> _Work to complete_
The full set of entries below is to be returned unchanged.

> _Given records_

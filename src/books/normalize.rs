use time::{macros::format_description, Date};

use super::{catalog::Volume, NewBook};

pub const UNKNOWN_TITLE: &str = "Unknown Title";
pub const UNKNOWN_AUTHOR: &str = "Unknown Author";
pub const NO_DESCRIPTION: &str = "No description available";
pub const DEFAULT_LANGUAGE: &str = "en";

/// Maps a catalog volume onto the local book row.
pub fn normalize(volume: Volume) -> NewBook {
    let info = volume.volume_info;

    let authors: Vec<String> = info
        .authors
        .unwrap_or_default()
        .into_iter()
        .map(|author| author.trim().to_owned())
        .filter(|author| !author.is_empty())
        .collect();

    let isbn = info.industry_identifiers.and_then(|ids| {
        ["ISBN_13", "ISBN_10"].into_iter().find_map(|kind| {
            ids.iter()
                .find(|id| id.kind == kind)
                .map(|id| id.identifier.clone())
        })
    });

    NewBook {
        id: volume.id,
        title: non_blank(info.title).unwrap_or_else(|| UNKNOWN_TITLE.to_owned()),
        author: if authors.is_empty() {
            UNKNOWN_AUTHOR.to_owned()
        } else {
            authors.join(", ")
        },
        description: non_blank(info.description).unwrap_or_else(|| NO_DESCRIPTION.to_owned()),
        cover_image_url: info
            .image_links
            .and_then(|links| links.thumbnail.or(links.small_thumbnail)),
        genres: info.categories,
        isbn,
        published_date: info.published_date.filter(|date| is_calendar_date(date)),
        page_count: info
            .page_count
            .and_then(|count| count.as_f64())
            .filter(|count| count.is_finite())
            .map(|count| count as i64),
        language: non_blank(info.language).unwrap_or_else(|| DEFAULT_LANGUAGE.to_owned()),
    }
}

fn non_blank(value: Option<String>) -> Option<String> {
    value.filter(|v| !v.trim().is_empty())
}

/// Strict `YYYY-MM-DD` that also names a real day.
pub fn is_calendar_date(text: &str) -> bool {
    let shape_ok = text.len() == 10
        && text.bytes().enumerate().all(|(i, b)| match i {
            4 | 7 => b == b'-',
            _ => b.is_ascii_digit(),
        });

    shape_ok && Date::parse(text, format_description!("[year]-[month]-[day]")).is_ok()
}

#[cfg(test)]
mod tests {
    use serde_json::json;

    use super::*;
    use crate::books::catalog::{ImageLinks, IndustryIdentifier, VolumeInfo};

    fn volume(info: VolumeInfo) -> Volume {
        Volume { id: "vol-1".into(), volume_info: info }
    }

    #[test]
    fn fills_defaults_for_a_bare_volume() {
        let book = normalize(volume(VolumeInfo::default()));
        assert_eq!(book.id, "vol-1");
        assert_eq!(book.title, UNKNOWN_TITLE);
        assert_eq!(book.author, UNKNOWN_AUTHOR);
        assert_eq!(book.description, NO_DESCRIPTION);
        assert_eq!(book.cover_image_url, None);
        assert_eq!(book.genres, None);
        assert_eq!(book.isbn, None);
        assert_eq!(book.published_date, None);
        assert_eq!(book.page_count, None);
        assert_eq!(book.language, "en");
    }

    #[test]
    fn joins_authors() {
        let book = normalize(volume(VolumeInfo {
            authors: Some(vec!["Terry Pratchett".into(), " ".into(), "Neil Gaiman".into()]),
            ..Default::default()
        }));
        assert_eq!(book.author, "Terry Pratchett, Neil Gaiman");

        let book = normalize(volume(VolumeInfo { authors: Some(vec![]), ..Default::default() }));
        assert_eq!(book.author, UNKNOWN_AUTHOR);
    }

    #[test]
    fn partial_dates_become_null() {
        for (raw, expected) in [
            ("1999", None),
            ("1999-05", None),
            ("1999-05-14", Some("1999-05-14")),
            ("1999-02-30", None),
            ("99-05-14xx", None),
        ] {
            let info = VolumeInfo { published_date: Some(raw.into()), ..Default::default() };
            let book = normalize(volume(info));
            assert_eq!(book.published_date.as_deref(), expected, "{raw}");
        }
    }

    #[test]
    fn prefers_isbn_13() {
        let ids = vec![
            IndustryIdentifier { kind: "ISBN_10".into(), identifier: "0441172717".into() },
            IndustryIdentifier { kind: "OTHER".into(), identifier: "UOM:39015".into() },
            IndustryIdentifier { kind: "ISBN_13".into(), identifier: "9780441172719".into() },
        ];
        let info = VolumeInfo { industry_identifiers: Some(ids), ..Default::default() };
        let book = normalize(volume(info));
        assert_eq!(book.isbn.as_deref(), Some("9780441172719"));

        let ids = vec![IndustryIdentifier { kind: "OTHER".into(), identifier: "x".into() }];
        let info = VolumeInfo { industry_identifiers: Some(ids), ..Default::default() };
        let book = normalize(volume(info));
        assert_eq!(book.isbn, None);
    }

    #[test]
    fn keeps_only_numeric_page_counts() {
        let count = |value: serde_json::Value| {
            let info = VolumeInfo { page_count: Some(value), ..Default::default() };
            normalize(volume(info)).page_count
        };
        assert_eq!(count(json!(412)), Some(412));
        assert_eq!(count(json!("412")), None);
        assert_eq!(count(json!(null)), None);
    }

    #[test]
    fn passes_genres_and_cover_through() {
        let book = normalize(volume(VolumeInfo {
            categories: Some(vec!["Fiction".into()]),
            image_links: Some(ImageLinks {
                thumbnail: Some("http://img/t".into()),
                small_thumbnail: None,
            }),
            language: Some("fr".into()),
            ..Default::default()
        }));
        assert_eq!(book.genres, Some(vec!["Fiction".to_owned()]));
        assert_eq!(book.cover_image_url.as_deref(), Some("http://img/t"));
        assert_eq!(book.language, "fr");
    }
}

> _Task solution_
filename src/books/normalize.rs
use time::{macros::format_description, Date};

use super::{catalog::Volume, NewBook};

pub const UNKNOWN_TITLE: &str = "Unknown Title";
pub const UNKNOWN_AUTHOR: &str = "Unknown Author";
pub const NO_DESCRIPTION: &str = "No description available";
pub const DEFAULT_LANGUAGE: &str = "en";

/// Maps a catalog volume onto the local book row.
pub fn normalize(volume: Volume) -> NewBook {
    let info = volume.volume_info;

    let authors: Vec<String> = info
        .authors
        .unwrap_or_default()
        .into_iter()
        .map(|author| author.trim().to_owned())
        .filter(|author| !author.is_empty())
        .collect();

    let isbn = info.industry_identifiers.and_then(|ids| {
        ["ISBN_13", "ISBN_10"].into_iter().find_map(|kind| {
            ids.iter()
                .find(|id| id.kind == kind)
                .map(|id| id.identifier.clone())
        })
    });

    NewBook {
        id: volume.id,
        title: non_blank(info.title).unwrap_or_else(|| UNKNOWN_TITLE.to_owned()),
        author: if authors.is_empty() {
            UNKNOWN_AUTHOR.to_owned()
        } else {
            authors.join(", ")
        },
        description: non_blank(info.description).unwrap_or_else(|| NO_DESCRIPTION.to_owned()),
        cover_image_url: info
            .image_links
            .and_then(|links| links.thumbnail.or(links.small_thumbnail)),
        genres: info.categories,
        isbn,
        published_date: info.published_date.filter(|date| is_calendar_date(date)),
        page_count: info
            .page_count
            .and_then(|count| count.as_f64())
            .filter(|count| count.is_finite())
            .map(|count| count as i64),
        language: non_blank(info.language).unwrap_or_else(|| DEFAULT_LANGUAGE.to_owned()),
    }
}

fn non_blank(value: Option<String>) -> Option<String> {
    value.filter(|v| !v.trim().is_empty())
}

/// Strict `YYYY-MM-DD` that also names a real day.
pub fn is_calendar_date(text: &str) -> bool {
    let shape_ok = text.len() == 10
        && text.bytes().enumerate().all(|(i, b)| match i {
            4 | 7 => b == b'-',
            _ => b.is_ascii_digit(),
        });

    shape_ok && Date::parse(text, format_description!("[year]-[month]-[day]")).is_ok()
}

#[cfg(test)]
mod tests {
    use serde_json::json;

    use super::*;
    use crate::books::catalog::{ImageLinks, IndustryIdentifier, VolumeInfo};

    fn volume(info: VolumeInfo) -> Volume {
        Volume { id: "vol-1".into(), volume_info: info }
    }

    #[test]
    fn fills_defaults_for_a_bare_volume() {
        let book = normalize(volume(VolumeInfo::default()));
        assert_eq!(book.id, "vol-1");
        assert_eq!(book.title, UNKNOWN_TITLE);
        assert_eq!(book.author, UNKNOWN_AUTHOR);
        assert_eq!(book.description, NO_DESCRIPTION);
        assert_eq!(book.cover_image_url, None);
        assert_eq!(book.genres, None);
        assert_eq!(book.isbn, None);
        assert_eq!(book.published_date, None);
        assert_eq!(book.page_count, None);
        assert_eq!(book.language, "en");
    }

    #[test]
    fn joins_authors() {
        let book = normalize(volume(VolumeInfo {
            authors: Some(vec!["Terry Pratchett".into(), " ".into(), "Neil Gaiman".into()]),
            ..Default::default()
        }));
        assert_eq!(book.author, "Terry Pratchett, Neil Gaiman");

        let book = normalize(volume(VolumeInfo { authors: Some(vec![]), ..Default::default() }));
        assert_eq!(book.author, UNKNOWN_AUTHOR);
    }

    #[test]
    fn partial_dates_become_null() {
        for (raw, expected) in [
            ("1999", None),
            ("1999-05", None),
            ("1999-05-14", Some("1999-05-14")),
            ("1999-02-30", None),
            ("99-05-14xx", None),
        ] {
            let info = VolumeInfo { published_date: Some(raw.into()), ..Default::default() };
            let book = normalize(volume(info));
            assert_eq!(book.published_date.as_deref(), expected, "{raw}");
        }
    }

    #[test]
    fn prefers_isbn_13() {
        let ids = vec![
            IndustryIdentifier { kind: "ISBN_10".into(), identifier: "0441172717".into() },
            IndustryIdentifier { kind: "OTHER".into(), identifier: "UOM:39015".into() },
            IndustryIdentifier { kind: "ISBN_13".into(), identifier: "9780441172719".into() },
        ];
        let info = VolumeInfo { industry_identifiers: Some(ids), ..Default::default() };
        let book = normalize(volume(info));
        assert_eq!(book.isbn.as_deref(), Some("9780441172719"));

        let ids = vec![IndustryIdentifier { kind: "OTHER".into(), identifier: "x".into() }];
        let info = VolumeInfo { industry_identifiers: Some(ids), ..Default::default() };
        let book = normalize(volume(info));
        assert_eq!(book.isbn, None);
    }

    #[test]
    fn keeps_only_numeric_page_counts() {
        let count = |value: serde_json::Value| {
            let info = VolumeInfo { page_count: Some(value), ..Default::default() };
            normalize(volume(info)).page_count
        };
        assert_eq!(count(json!(412)), Some(412));
        assert_eq!(count(json!("412")), None);
        assert_eq!(count(json!(null)), None);
    }

    #[test]
    fn passes_genres_and_cover_through() {
        let book = normalize(volume(VolumeInfo {
            categories: Some(vec!["Fiction".into()]),
            image_links: Some(ImageLinks {
                thumbnail: Some("http://img/t".into()),
                small_thumbnail: None,
            }),
            language: Some("fr".into()),
            ..Default::default()
        }));
        assert_eq!(book.genres, Some(vec!["Fiction".to_owned()]));
        assert_eq!(book.cover_image_url.as_deref(), Some("http://img/t"));
        assert_eq!(book.language, "fr");
    }
}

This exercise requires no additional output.